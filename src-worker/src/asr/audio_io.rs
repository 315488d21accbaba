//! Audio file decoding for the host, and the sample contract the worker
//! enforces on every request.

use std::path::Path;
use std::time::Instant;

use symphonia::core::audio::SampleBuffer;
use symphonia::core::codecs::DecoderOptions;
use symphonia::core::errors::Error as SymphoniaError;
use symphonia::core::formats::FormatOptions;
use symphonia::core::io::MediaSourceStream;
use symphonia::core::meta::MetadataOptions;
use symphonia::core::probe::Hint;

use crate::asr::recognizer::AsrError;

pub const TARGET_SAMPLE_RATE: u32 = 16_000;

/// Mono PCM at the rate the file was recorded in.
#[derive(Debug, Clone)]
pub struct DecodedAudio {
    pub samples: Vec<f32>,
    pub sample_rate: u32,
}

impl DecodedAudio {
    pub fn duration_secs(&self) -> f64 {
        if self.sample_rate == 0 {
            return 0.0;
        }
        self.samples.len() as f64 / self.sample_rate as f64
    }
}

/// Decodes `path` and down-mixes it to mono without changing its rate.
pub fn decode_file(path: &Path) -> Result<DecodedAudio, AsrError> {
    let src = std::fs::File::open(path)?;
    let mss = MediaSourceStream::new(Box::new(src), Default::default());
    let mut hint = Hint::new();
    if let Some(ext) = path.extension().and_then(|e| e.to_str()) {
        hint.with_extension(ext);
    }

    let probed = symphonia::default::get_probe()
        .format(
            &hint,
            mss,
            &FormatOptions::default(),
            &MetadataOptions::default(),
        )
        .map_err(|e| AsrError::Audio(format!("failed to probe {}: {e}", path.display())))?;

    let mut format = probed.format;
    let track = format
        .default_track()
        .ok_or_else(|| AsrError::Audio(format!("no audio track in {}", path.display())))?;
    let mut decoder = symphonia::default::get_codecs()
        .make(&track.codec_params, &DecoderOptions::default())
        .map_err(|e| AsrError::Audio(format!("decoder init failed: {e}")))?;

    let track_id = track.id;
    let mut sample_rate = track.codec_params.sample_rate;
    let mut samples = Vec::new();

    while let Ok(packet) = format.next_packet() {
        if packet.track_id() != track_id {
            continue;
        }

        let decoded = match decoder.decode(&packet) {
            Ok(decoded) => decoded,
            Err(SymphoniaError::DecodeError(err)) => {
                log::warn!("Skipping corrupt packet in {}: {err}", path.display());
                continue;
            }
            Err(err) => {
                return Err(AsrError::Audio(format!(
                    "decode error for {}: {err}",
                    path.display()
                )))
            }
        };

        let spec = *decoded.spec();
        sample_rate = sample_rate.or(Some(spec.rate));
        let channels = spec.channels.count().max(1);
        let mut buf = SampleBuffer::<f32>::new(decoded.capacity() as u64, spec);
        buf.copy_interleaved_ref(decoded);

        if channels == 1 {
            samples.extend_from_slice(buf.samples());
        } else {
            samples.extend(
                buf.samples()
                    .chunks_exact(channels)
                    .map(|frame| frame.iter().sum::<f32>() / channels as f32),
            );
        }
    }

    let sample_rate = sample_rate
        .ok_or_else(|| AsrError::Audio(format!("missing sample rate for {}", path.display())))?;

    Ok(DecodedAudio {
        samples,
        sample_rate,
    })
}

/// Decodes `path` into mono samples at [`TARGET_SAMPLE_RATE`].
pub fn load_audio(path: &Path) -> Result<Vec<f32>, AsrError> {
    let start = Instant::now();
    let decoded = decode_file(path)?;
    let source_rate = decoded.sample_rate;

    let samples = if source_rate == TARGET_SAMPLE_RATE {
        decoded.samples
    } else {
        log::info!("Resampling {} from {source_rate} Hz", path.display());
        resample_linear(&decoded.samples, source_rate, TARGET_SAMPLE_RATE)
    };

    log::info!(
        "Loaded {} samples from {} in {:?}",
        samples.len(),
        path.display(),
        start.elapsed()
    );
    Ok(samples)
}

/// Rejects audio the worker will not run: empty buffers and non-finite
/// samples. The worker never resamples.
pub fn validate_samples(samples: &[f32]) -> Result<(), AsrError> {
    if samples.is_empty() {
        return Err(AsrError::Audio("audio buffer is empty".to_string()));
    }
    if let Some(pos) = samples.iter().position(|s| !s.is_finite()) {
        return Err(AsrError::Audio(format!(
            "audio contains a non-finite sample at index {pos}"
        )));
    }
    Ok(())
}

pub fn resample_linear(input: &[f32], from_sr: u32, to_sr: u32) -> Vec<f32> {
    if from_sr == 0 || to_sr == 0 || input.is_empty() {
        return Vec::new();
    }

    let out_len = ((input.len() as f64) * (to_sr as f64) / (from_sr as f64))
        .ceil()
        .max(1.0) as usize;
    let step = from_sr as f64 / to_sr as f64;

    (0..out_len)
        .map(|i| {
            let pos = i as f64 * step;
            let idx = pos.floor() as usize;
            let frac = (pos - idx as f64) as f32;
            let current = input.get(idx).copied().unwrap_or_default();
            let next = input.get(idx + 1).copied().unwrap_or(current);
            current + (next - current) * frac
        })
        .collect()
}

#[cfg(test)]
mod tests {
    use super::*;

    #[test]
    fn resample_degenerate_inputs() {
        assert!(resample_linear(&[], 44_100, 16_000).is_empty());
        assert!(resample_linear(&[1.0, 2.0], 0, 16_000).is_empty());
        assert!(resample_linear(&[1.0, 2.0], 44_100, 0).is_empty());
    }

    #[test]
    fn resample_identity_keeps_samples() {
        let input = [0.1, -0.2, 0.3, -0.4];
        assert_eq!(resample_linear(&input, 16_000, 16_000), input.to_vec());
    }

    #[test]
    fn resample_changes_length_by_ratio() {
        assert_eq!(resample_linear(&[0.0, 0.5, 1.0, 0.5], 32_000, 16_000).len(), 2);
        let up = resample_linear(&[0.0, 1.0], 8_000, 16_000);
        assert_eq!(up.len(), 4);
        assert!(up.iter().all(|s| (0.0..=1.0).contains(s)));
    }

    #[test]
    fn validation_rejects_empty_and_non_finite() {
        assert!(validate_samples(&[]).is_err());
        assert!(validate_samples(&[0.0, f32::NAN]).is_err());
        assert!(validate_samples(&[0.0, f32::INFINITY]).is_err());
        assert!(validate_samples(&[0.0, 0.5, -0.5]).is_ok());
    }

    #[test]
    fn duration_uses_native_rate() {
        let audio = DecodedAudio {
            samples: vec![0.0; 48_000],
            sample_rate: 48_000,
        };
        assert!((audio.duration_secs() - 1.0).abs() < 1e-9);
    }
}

Exercise brief =>
Copy each line of the data that contains the word "MetadataOptions".

Result below =>
use symphonia::core::meta::MetadataOptions;
            &MetadataOptions::default(),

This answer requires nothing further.